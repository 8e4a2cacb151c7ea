//! Crate-wide error type.
//!
//! Kept deliberately hand-rolled (no `thiserror`/`anyhow`) to match the
//! rest of this library: it is a leaf dependency, and a library this
//! small gains little from a derive macro over a dozen variants.

use std::fmt;

/// The result type used throughout this crate.
pub type CResult<T> = std::result::Result<T, Error>;

#[derive(Debug)]
pub enum Error {
    /// Any I/O or internal bookkeeping failure that isn't one of the
    /// more specific variants below.
    Internal(String),

    /// A malformed or out-of-range value, e.g. an empty log entry or a
    /// tuple header that doesn't decode.
    Value(String),

    /// A value failed to parse (JSON payload a caller handed us, etc.)
    Parse(String),

    /// Commit validation failed: `abort-conflict` / `abort-locked` from
    /// spec.md §7. The caller's transaction should be retried.
    Conflict(String),

    /// `resource-exhaustion` from spec.md §7: the read/write set bound
    /// was exceeded, or the timestamp cache is full with nothing
    /// evictable.
    ResourceExhausted(String),

    /// `usage-error` from spec.md §7: an operation on a closed handle,
    /// an unregistered thread, a transaction used after abort/commit,
    /// etc. These are defensive checks and indicate a caller bug.
    UsageError(String),
}

impl fmt::Display for Error {
    fn fmt(&self, f: &mut fmt::Formatter<'_>) -> fmt::Result {
        match self {
            Error::Internal(msg) => write!(f, "internal error: {msg}"),
            Error::Value(msg) => write!(f, "invalid value: {msg}"),
            Error::Parse(msg) => write!(f, "parse error: {msg}"),
            Error::Conflict(msg) => write!(f, "transaction conflict: {msg}"),
            Error::ResourceExhausted(msg) => write!(f, "resource exhausted: {msg}"),
            Error::UsageError(msg) => write!(f, "usage error: {msg}"),
        }
    }
}

impl std::error::Error for Error {}

impl From<std::io::Error> for Error {
    fn from(err: std::io::Error) -> Self {
        Error::Internal(err.to_string())
    }
}

impl PartialEq for Error {
    fn eq(&self, other: &Self) -> bool {
        self.to_string() == other.to_string()
    }
}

++++++++

◆ How to complete this task
The lines to return begin at the first line of the records and end at the line holding "that doesn't decode."; please return them exactly, including both, and nothing beyond.

◆ Solution to the exercise
repository 8e4a2cacb151c7ea
//! Crate-wide error type.
//!
//! Kept deliberately hand-rolled (no `thiserror`/`anyhow`) to match the
//! rest of this library: it is a leaf dependency, and a library this
//! small gains little from a derive macro over a dozen variants.

use std::fmt;

/// The result type used throughout this crate.
pub type CResult<T> = std::result::Result<T, Error>;

#[derive(Debug)]
pub enum Error {
    /// Any I/O or internal bookkeeping failure that isn't one of the
    /// more specific variants below.
    Internal(String),

    /// A malformed or out-of-range value, e.g. an empty log entry or a
    /// tuple header that doesn't decode.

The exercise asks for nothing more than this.